The Hemingway App grades your writing for clarity

Filling in the Blanks

Silicon Valley obsesses over automation and efficiency. If you have the money, the tech industry is happy to deliver the recipe and ingredients for French toast as well as provide a lift to work. Automated reminders on your phone keep you focused and efficient at work, while your calendar (synced with the office’s, of course) keeps you updated on important meetings. Worried about your fitness? Smart watches can remind you to stretch and keep from sitting static. These technology trends pervade modern life, offering automated structure for almost everything. Why should writing be any different?

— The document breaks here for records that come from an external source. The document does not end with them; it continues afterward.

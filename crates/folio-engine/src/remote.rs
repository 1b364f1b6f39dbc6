//! Remote Engine
//!
//! Client for an HTTP extraction service. The service receives the document
//! as multipart form data together with the caller's API key, runs the table
//! extraction (a model call that can take minutes) and answers with the
//! summary and the tables as CSV text. Tables are written locally into a
//! per-extraction output directory.
//!
//! # Features
//!
//! - Configurable endpoint, timeout and output root
//! - Retry with exponential backoff on transport errors and 5xx answers
//! - Credential and document rejections are reported without retrying
//! - Partially written output is removed if writing fails

use crate::output::OutputDir;
use crate::{EngineError, ExtractionEngine};
use async_trait::async_trait;
use folio_domain::ResultRecord;
use reqwest::multipart::{Form, Part};
use reqwest::StatusCode;
use serde::Deserialize;
use std::path::{Path, PathBuf};
use std::time::Duration;

/// Default timeout for a single extraction request (5 minutes)
pub const DEFAULT_TIMEOUT_SECS: u64 = 300;

/// Default number of attempts
pub const DEFAULT_MAX_RETRIES: u32 = 3;

/// Upper bound on the attempts a client will make
pub const MAX_RETRIES_LIMIT: u32 = 10;

/// Longest pause between two attempts
pub const MAX_BACKOFF_SECS: u64 = 60;

/// Header carrying the caller's credential
pub const API_KEY_HEADER: &str = "x-api-key";

/// HTTP extraction service client
pub struct RemoteEngine {
    endpoint: String,
    output_root: PathBuf,
    client: reqwest::Client,
    max_retries: u32,
}

/// One extracted table in the service response
#[derive(Debug, Deserialize)]
struct RemoteTable {
    file_name: String,
    csv: String,
}

/// Response body of the extraction service
#[derive(Debug, Deserialize)]
struct RemoteExtraction {
    pdf_name: String,
    total_pages: u32,
    pages_with_tables: u32,
    total_tables_extracted: u32,
    #[serde(default)]
    extracted_titles: Vec<String>,
    #[serde(default)]
    tables: Vec<RemoteTable>,
}

impl RemoteEngine {
    /// Create a client for `endpoint`, writing tables under `output_root`
    ///
    /// # Examples
    ///
    /// ```no_run
    /// use folio_engine::RemoteEngine;
    ///
    /// let engine = RemoteEngine::new("http://localhost:7000", "/var/lib/folio/outputs").unwrap();
    /// ```
    pub fn new(
        endpoint: impl Into<String>,
        output_root: impl Into<PathBuf>,
    ) -> Result<Self, EngineError> {
        Self::with_timeout(endpoint, output_root, Duration::from_secs(DEFAULT_TIMEOUT_SECS))
    }

    /// Create a client with a custom request timeout
    pub fn with_timeout(
        endpoint: impl Into<String>,
        output_root: impl Into<PathBuf>,
        timeout: Duration,
    ) -> Result<Self, EngineError> {
        let client = reqwest::Client::builder()
            .timeout(timeout)
            .build()
            .map_err(|e| EngineError::Communication(format!("Failed to build HTTP client: {}", e)))?;

        Ok(Self {
            endpoint: endpoint.into().trim_end_matches('/').to_string(),
            output_root: output_root.into(),
            client,
            max_retries: DEFAULT_MAX_RETRIES,
        })
    }

    /// Set the maximum number of attempts
    ///
    /// At least one attempt is always made and never more than
    /// [`MAX_RETRIES_LIMIT`].
    pub fn with_max_retries(mut self, max_retries: u32) -> Self {
        self.max_retries = max_retries.clamp(1, MAX_RETRIES_LIMIT);
        self
    }

    /// Service endpoint
    pub fn endpoint(&self) -> &str {
        &self.endpoint
    }

    async fn request(
        &self,
        file_name: &str,
        bytes: &[u8],
        credential: &str,
    ) -> Result<RemoteExtraction, EngineError> {
        let url = format!("{}/v1/extract", self.endpoint);

        let mut attempts = 0;
        let mut last_error = None;

        while attempts < self.max_retries {
            let part = Part::bytes(bytes.to_vec())
                .file_name(file_name.to_string())
                .mime_str("application/pdf")
                .map_err(|e| EngineError::Communication(e.to_string()))?;
            let form = Form::new().part("file", part);

            match self
                .client
                .post(&url)
                .header(API_KEY_HEADER, credential)
                .multipart(form)
                .send()
                .await
            {
                Ok(response) => {
                    let status = response.status();
                    if status.is_success() {
                        return response.json::<RemoteExtraction>().await.map_err(|e| {
                            EngineError::InvalidResponse(format!("Failed to parse response: {}", e))
                        });
                    }

                    let error_text = response
                        .text()
                        .await
                        .unwrap_or_else(|_| "Unknown error".to_string());

                    match status {
                        StatusCode::UNAUTHORIZED | StatusCode::FORBIDDEN => {
                            return Err(EngineError::InvalidCredential);
                        }
                        StatusCode::UNSUPPORTED_MEDIA_TYPE | StatusCode::UNPROCESSABLE_ENTITY => {
                            return Err(EngineError::UnsupportedDocument(error_text));
                        }
                        s if s.is_client_error() => {
                            return Err(EngineError::Communication(format!(
                                "HTTP {}: {}",
                                s, error_text
                            )));
                        }
                        s => {
                            last_error = Some(EngineError::Communication(format!(
                                "HTTP {}: {}",
                                s, error_text
                            )));
                        }
                    }
                }
                Err(e) => {
                    last_error = Some(EngineError::Communication(format!("Request failed: {}", e)));
                }
            }

            attempts += 1;
            if attempts < self.max_retries {
                let delay = backoff(attempts);
                tracing::warn!(
                    attempt = attempts,
                    "Extraction request failed, retrying in {:?}",
                    delay
                );
                tokio::time::sleep(delay).await;
            }
        }

        Err(last_error
            .unwrap_or_else(|| EngineError::Communication("Max retries exceeded".to_string())))
    }
}

/// Exponential backoff after `attempt` failures: 1s, 2s, 4s, capped
fn backoff(attempt: u32) -> Duration {
    let secs = 1u64
        .checked_shl(attempt.saturating_sub(1))
        .unwrap_or(u64::MAX)
        .min(MAX_BACKOFF_SECS);
    Duration::from_secs(secs)
}

#[async_trait]
impl ExtractionEngine for RemoteEngine {
    async fn extract(
        &self,
        document: &Path,
        credential: &str,
    ) -> Result<ResultRecord, EngineError> {
        let bytes = tokio::fs::read(document)
            .await
            .map_err(|e| EngineError::UnsupportedDocument(format!("{}: {}", document.display(), e)))?;

        let file_name = document
            .file_name()
            .and_then(|n| n.to_str())
            .unwrap_or("document.pdf");

        let response = self.request(file_name, &bytes, credential).await?;

        let mut out = OutputDir::create(&self.output_root, &response.pdf_name).await?;
        let mut record = ResultRecord::new(response.pdf_name).with_counts(
            response.total_pages,
            response.pages_with_tables,
            response.total_tables_extracted,
        );
        record.extracted_titles = response.extracted_titles;

        for table in &response.tables {
            let path = out.write(&table.file_name, table.csv.as_bytes()).await?;
            record.push_artifact(path);
        }

        let (dir, _) = out.finish();
        record.output_directory = Some(dir);

        tracing::info!(
            source = %record.source_name,
            tables = record.table_count,
            files = record.artifact_paths().len(),
            "Remote extraction finished"
        );

        Ok(record)
    }
}

#[cfg(test)]
mod tests {
    use super::*;

    #[test]
    fn test_remote_engine_creation() {
        let engine = RemoteEngine::new("http://localhost:7000/", "/tmp/out").unwrap();
        assert_eq!(engine.endpoint(), "http://localhost:7000");
        assert_eq!(engine.max_retries, DEFAULT_MAX_RETRIES);
    }

    #[test]
    fn test_with_max_retries_floor() {
        let engine = RemoteEngine::new("http://localhost:7000", "/tmp/out")
            .unwrap()
            .with_max_retries(0);
        assert_eq!(engine.max_retries, 1);
    }

    #[test]
    fn test_with_max_retries_ceiling() {
        let engine = RemoteEngine::new("http://localhost:7000", "/tmp/out")
            .unwrap()
            .with_max_retries(70);
        assert_eq!(engine.max_retries, MAX_RETRIES_LIMIT);
    }

    #[test]
    fn test_backoff_doubles_then_caps() {
        assert_eq!(backoff(1), Duration::from_secs(1));
        assert_eq!(backoff(2), Duration::from_secs(2));
        assert_eq!(backoff(4), Duration::from_secs(8));
        assert_eq!(backoff(7), Duration::from_secs(MAX_BACKOFF_SECS));
        assert_eq!(backoff(65), Duration::from_secs(MAX_BACKOFF_SECS));
        assert_eq!(backoff(u32::MAX), Duration::from_secs(MAX_BACKOFF_SECS));
    }

    #[test]
    fn test_parse_service_response() {
        let body = r#"{
            "pdf_name": "report",
            "total_pages": 3,
            "pages_with_tables": 2,
            "total_tables_extracted": 3,
            "extracted_titles": ["A", "B", "C"],
            "tables": [{"file_name": "report_page2_table1.csv", "csv": "a,b\n1,2\n"}]
        }"#;
        let parsed: RemoteExtraction = serde_json::from_str(body).unwrap();
        assert_eq!(parsed.pdf_name, "report");
        assert_eq!(parsed.total_tables_extracted, 3);
        assert_eq!(parsed.tables.len(), 1);
    }

    #[tokio::test]
    async fn test_unreachable_service() {
        let dir = tempfile::TempDir::new().unwrap();
        let doc = dir.path().join("a.pdf");
        std::fs::write(&doc, b"%PDF").unwrap();

        let engine = RemoteEngine::new("http://127.0.0.1:9", dir.path())
            .unwrap()
            .with_max_retries(1);
        let result = engine.extract(&doc, "key").await;

        assert!(matches!(result, Err(EngineError::Communication(_))));
    }

    #[tokio::test(start_paused = true)]
    async fn test_many_retries_give_up_cleanly() {
        let dir = tempfile::TempDir::new().unwrap();
        let doc = dir.path().join("a.pdf");
        std::fs::write(&doc, b"%PDF").unwrap();

        let engine = RemoteEngine::new("http://127.0.0.1:9", dir.path())
            .unwrap()
            .with_max_retries(70);
        let result = engine.extract(&doc, "key").await;

        assert!(matches!(result, Err(EngineError::Communication(_))));
    }
}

According to the Hemingway writing editor, the paragraph above is written at a 9th Grade reading level, and has one sentence that’s hard to read (hint: it’s the one with the parentheses). The editor suggests adverbs to replace, passive voice to erase, convoluted language to be simplified, and—of course—difficult sentences to be pared down. With a focus on its namesake’s bare bones approach to language, it’s not hard to imagine who this app (and the many like it) is designed for: young professionals, looking to improve their writing skills, perhaps to master the art of the business email. And for clear and concise language, these automated writing tools could prove useful prompters.

However, where’s the fun in that? Using Hemingway to edit the first paragraph, the program pressed me towards simple sentences, devoid of difficult language and tricky structure. This is excellent for constructing the professional email that must be painfully clear, simple, and quick to read. Yet for all the quotable ease of a laconic, pithy phrase, it is but one tool in the writer’s set. Staccato sentences may flash like news bulletins to evoke rapid changes in action or dialogue. Conversely, complex, slogging sentences are better at dragging the audience into characters and their inner turmoil. People don’t think in subject-verb-object simplicity. We add commas and hyphens where we shouldn’t. Our literature should reflect that, especially when our emails will not.

I must add an amendment to this: technology has changed and will continue to change the art of writing. My parents still recall when typewriters evolved from mechanical clicking and clacking to the sleek, quick electronic varieties. They are still in awe at the pace of technological change, amazed how quickly snail mail has disappeared into email. Within a generation, teaching cursive has given way to computer literacy. As a part of this trend, automated writing editors almost certainly will become more refined and ubiquitous within a decade. But the heart of writing, the imagination and wordplay required to imbue a simple sentence with literary brilliance is human still, and will remain so. Like the word processor before it, these editors will join the writer’s tool set, not define it.